┌─ Data for review

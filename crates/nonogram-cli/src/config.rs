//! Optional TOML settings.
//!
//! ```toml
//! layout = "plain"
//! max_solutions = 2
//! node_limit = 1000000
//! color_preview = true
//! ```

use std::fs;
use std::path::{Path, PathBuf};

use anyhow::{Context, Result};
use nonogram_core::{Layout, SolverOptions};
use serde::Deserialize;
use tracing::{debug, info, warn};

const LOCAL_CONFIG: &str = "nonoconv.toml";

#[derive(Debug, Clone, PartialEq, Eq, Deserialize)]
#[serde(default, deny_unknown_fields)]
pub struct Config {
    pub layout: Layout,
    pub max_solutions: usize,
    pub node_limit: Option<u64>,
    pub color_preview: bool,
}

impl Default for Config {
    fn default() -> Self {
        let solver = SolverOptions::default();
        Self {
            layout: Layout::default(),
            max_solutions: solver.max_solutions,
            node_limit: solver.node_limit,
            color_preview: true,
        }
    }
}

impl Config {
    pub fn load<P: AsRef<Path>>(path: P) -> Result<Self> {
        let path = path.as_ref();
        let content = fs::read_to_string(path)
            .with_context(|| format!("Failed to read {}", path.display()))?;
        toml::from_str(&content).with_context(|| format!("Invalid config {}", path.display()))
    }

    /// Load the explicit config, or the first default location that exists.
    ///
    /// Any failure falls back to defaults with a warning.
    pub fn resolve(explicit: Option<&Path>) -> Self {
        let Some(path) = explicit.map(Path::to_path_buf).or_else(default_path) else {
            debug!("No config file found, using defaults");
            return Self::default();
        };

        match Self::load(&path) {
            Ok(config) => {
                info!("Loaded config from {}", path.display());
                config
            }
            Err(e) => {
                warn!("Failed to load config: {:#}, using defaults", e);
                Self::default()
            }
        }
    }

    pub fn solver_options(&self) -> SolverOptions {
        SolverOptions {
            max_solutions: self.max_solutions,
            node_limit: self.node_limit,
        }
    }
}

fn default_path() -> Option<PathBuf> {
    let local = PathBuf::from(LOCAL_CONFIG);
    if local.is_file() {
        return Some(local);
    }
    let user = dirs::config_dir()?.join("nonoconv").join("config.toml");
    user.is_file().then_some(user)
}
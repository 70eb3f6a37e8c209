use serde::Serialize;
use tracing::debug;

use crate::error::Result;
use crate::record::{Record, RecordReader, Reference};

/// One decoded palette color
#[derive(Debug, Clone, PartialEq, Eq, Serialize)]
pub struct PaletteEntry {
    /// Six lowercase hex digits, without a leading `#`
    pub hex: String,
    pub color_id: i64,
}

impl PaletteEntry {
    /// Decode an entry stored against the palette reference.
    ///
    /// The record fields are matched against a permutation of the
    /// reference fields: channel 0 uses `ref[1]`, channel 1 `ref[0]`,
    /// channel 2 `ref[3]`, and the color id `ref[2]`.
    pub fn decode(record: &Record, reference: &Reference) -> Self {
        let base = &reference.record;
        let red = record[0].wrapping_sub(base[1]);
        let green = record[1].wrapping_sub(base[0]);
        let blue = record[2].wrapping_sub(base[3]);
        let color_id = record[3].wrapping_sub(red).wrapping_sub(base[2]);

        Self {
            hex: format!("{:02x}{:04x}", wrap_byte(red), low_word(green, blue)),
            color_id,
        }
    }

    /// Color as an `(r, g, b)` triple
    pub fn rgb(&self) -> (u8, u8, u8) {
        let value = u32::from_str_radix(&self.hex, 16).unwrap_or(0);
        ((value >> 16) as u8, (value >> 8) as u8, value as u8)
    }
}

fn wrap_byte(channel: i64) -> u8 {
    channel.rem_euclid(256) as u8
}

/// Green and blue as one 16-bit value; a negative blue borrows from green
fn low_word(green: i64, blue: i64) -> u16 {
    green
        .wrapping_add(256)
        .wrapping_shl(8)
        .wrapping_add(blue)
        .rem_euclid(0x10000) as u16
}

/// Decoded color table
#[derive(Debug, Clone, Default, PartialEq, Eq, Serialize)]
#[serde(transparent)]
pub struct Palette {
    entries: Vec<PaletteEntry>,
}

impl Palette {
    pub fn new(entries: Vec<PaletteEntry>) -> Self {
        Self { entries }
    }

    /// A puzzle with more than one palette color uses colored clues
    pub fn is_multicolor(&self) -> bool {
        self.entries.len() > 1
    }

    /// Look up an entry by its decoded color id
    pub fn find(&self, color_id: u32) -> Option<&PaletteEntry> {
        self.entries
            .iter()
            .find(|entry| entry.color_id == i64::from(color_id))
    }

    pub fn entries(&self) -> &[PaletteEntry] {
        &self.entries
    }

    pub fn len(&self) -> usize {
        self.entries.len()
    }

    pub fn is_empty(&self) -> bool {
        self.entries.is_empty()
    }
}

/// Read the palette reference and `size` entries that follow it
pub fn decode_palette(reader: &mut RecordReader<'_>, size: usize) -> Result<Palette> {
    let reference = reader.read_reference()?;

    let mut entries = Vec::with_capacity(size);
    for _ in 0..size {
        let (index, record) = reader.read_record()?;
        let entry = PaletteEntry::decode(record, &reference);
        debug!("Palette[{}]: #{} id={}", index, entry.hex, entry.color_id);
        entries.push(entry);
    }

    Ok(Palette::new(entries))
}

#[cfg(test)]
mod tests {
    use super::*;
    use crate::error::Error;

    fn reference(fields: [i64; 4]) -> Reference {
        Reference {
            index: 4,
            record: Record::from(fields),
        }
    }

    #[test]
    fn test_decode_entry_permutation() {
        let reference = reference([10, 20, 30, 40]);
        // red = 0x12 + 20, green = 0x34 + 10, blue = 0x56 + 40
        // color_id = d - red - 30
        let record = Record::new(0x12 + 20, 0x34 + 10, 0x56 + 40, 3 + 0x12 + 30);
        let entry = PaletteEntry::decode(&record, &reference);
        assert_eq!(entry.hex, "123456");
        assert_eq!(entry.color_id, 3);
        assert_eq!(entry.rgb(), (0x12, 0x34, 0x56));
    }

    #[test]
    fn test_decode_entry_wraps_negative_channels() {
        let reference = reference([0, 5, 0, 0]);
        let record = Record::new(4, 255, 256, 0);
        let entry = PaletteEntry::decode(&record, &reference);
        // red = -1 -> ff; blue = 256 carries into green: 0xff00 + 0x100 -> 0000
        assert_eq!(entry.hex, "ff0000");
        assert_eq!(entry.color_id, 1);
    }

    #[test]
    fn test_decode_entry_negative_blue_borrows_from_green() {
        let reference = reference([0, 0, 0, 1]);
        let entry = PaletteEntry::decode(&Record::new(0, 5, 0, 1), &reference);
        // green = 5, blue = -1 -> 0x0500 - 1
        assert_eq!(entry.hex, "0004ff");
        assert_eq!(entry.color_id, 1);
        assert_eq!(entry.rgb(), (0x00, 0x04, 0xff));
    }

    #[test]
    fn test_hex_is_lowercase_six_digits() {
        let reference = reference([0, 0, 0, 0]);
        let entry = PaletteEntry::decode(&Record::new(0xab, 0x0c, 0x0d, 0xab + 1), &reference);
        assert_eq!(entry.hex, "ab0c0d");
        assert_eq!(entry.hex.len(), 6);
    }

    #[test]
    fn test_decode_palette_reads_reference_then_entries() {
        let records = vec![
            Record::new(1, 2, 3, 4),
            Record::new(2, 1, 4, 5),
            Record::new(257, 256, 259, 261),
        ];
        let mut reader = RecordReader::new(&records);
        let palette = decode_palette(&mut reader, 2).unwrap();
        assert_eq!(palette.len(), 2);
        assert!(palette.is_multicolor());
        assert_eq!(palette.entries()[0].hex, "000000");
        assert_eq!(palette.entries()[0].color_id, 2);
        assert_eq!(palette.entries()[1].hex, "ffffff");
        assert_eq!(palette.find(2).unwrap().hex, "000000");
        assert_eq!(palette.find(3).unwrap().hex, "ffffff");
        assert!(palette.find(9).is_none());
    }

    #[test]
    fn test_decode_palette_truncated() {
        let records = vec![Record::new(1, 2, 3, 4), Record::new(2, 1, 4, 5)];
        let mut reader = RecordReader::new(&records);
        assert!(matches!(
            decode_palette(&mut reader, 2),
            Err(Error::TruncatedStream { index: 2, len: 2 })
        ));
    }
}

└─
┌─ Data for review

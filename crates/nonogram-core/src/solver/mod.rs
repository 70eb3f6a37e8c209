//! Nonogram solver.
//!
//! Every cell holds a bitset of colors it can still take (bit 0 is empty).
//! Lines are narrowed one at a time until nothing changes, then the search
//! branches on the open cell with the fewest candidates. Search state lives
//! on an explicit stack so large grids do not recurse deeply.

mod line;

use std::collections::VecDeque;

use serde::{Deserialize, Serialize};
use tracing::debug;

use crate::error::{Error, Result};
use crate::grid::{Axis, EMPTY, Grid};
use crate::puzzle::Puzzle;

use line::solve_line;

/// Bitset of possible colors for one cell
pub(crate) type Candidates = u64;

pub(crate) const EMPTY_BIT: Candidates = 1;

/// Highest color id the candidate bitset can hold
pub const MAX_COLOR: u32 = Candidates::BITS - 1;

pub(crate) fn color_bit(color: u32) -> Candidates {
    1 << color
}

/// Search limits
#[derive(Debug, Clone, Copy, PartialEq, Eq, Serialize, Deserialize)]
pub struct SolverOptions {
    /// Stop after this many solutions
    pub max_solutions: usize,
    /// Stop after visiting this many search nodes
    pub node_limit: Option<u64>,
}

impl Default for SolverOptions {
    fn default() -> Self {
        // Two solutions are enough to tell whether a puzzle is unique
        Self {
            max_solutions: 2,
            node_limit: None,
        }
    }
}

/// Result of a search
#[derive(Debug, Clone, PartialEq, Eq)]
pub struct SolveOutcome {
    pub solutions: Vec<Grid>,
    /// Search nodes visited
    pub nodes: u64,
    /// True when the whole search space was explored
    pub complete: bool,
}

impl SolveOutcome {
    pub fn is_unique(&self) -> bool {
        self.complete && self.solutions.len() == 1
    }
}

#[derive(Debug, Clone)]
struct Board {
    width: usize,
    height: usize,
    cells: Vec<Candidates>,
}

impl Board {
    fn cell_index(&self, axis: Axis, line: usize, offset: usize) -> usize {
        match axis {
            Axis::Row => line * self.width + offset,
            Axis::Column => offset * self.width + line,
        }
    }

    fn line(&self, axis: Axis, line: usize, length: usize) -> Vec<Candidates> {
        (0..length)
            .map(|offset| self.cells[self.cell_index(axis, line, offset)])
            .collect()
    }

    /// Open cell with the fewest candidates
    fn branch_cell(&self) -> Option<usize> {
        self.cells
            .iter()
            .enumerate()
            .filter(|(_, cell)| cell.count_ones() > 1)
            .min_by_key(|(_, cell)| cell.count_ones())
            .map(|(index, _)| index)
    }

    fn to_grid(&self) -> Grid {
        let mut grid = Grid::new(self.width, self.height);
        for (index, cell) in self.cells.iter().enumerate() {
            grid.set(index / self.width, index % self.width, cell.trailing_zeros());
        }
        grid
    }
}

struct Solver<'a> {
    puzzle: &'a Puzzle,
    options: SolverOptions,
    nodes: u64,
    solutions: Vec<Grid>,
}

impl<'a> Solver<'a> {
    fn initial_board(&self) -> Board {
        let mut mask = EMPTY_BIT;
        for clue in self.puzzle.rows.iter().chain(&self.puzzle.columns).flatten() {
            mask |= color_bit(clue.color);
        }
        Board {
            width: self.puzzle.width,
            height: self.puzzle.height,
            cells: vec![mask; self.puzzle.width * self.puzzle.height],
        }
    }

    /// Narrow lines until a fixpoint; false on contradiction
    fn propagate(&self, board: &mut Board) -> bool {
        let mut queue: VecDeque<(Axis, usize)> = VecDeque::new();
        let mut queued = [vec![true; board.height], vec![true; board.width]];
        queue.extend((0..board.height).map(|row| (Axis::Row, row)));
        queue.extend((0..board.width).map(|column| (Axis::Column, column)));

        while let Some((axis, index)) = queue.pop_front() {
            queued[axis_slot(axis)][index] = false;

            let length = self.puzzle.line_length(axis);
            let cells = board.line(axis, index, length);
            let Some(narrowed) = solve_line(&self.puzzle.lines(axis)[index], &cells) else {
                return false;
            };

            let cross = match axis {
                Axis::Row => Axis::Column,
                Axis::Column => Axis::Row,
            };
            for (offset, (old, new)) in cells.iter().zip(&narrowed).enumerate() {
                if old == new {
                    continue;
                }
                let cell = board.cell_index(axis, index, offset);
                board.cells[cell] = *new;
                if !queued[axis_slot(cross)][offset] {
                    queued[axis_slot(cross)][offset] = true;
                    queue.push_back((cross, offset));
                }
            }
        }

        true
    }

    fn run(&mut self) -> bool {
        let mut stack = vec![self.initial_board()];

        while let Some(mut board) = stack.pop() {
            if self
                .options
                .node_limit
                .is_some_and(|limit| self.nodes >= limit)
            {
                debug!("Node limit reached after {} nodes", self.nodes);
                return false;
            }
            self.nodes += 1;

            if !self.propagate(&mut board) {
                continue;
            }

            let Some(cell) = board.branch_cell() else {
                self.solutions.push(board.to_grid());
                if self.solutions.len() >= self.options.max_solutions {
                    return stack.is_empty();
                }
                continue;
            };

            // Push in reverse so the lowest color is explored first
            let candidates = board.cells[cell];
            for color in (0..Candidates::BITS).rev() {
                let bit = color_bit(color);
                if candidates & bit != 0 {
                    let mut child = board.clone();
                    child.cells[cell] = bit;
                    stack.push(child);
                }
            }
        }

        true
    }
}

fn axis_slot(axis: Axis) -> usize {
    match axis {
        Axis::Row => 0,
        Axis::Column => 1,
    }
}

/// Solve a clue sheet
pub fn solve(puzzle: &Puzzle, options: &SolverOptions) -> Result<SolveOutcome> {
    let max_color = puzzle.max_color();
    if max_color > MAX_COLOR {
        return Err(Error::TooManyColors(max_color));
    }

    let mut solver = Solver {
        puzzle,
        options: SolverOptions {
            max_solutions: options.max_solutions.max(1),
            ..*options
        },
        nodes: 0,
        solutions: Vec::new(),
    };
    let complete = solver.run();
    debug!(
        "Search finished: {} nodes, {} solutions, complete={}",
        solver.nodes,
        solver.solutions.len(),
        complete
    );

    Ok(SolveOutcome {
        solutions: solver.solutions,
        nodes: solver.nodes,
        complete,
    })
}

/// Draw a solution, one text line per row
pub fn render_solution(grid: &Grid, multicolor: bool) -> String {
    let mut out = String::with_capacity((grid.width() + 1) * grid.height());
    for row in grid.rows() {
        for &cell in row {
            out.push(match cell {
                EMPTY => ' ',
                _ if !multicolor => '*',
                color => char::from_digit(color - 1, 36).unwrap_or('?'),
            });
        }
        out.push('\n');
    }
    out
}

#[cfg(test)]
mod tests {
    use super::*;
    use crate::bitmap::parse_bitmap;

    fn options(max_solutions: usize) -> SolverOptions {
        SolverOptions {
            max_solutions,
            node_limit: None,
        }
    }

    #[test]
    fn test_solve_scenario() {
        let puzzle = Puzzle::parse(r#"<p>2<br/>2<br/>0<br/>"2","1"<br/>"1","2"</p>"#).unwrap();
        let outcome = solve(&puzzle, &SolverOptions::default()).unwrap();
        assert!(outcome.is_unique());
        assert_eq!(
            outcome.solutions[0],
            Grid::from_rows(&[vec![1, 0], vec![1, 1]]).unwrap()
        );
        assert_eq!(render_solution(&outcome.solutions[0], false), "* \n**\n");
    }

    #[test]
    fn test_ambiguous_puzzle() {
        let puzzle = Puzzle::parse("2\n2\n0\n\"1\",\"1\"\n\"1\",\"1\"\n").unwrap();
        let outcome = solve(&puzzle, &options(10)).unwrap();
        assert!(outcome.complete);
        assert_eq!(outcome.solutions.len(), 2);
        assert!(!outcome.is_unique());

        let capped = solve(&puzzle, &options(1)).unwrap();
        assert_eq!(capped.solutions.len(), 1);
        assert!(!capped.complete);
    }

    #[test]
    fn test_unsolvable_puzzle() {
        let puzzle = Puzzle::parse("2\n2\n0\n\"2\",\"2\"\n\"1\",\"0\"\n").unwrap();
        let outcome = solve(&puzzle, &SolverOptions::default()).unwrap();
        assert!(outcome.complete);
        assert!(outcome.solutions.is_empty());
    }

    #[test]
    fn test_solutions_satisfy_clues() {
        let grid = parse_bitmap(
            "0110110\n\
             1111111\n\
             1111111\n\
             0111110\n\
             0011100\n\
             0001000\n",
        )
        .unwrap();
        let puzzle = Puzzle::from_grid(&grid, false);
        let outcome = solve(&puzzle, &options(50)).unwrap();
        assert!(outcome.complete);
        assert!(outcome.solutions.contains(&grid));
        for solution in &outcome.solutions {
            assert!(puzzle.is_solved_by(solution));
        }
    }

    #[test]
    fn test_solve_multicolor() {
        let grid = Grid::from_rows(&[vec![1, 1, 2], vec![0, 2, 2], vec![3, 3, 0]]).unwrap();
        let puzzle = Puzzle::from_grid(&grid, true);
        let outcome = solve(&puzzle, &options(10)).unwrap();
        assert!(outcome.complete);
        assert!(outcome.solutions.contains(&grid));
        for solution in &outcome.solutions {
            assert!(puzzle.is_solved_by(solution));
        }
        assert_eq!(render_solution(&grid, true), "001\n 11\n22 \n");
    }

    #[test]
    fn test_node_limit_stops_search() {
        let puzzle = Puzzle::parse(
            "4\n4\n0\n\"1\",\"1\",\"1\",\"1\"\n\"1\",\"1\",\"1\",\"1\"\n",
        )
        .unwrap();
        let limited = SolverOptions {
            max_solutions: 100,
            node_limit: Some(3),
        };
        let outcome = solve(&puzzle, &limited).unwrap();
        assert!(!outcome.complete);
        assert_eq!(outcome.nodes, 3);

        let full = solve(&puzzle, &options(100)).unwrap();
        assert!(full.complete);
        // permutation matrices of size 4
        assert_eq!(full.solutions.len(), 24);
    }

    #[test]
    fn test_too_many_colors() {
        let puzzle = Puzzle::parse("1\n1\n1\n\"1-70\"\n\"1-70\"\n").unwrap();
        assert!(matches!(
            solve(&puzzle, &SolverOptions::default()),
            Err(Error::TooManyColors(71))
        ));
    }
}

└─

How to complete this task:
Your answer should be one number: the count of lines holding "extend" in the listing.

Solution to this exercise:
2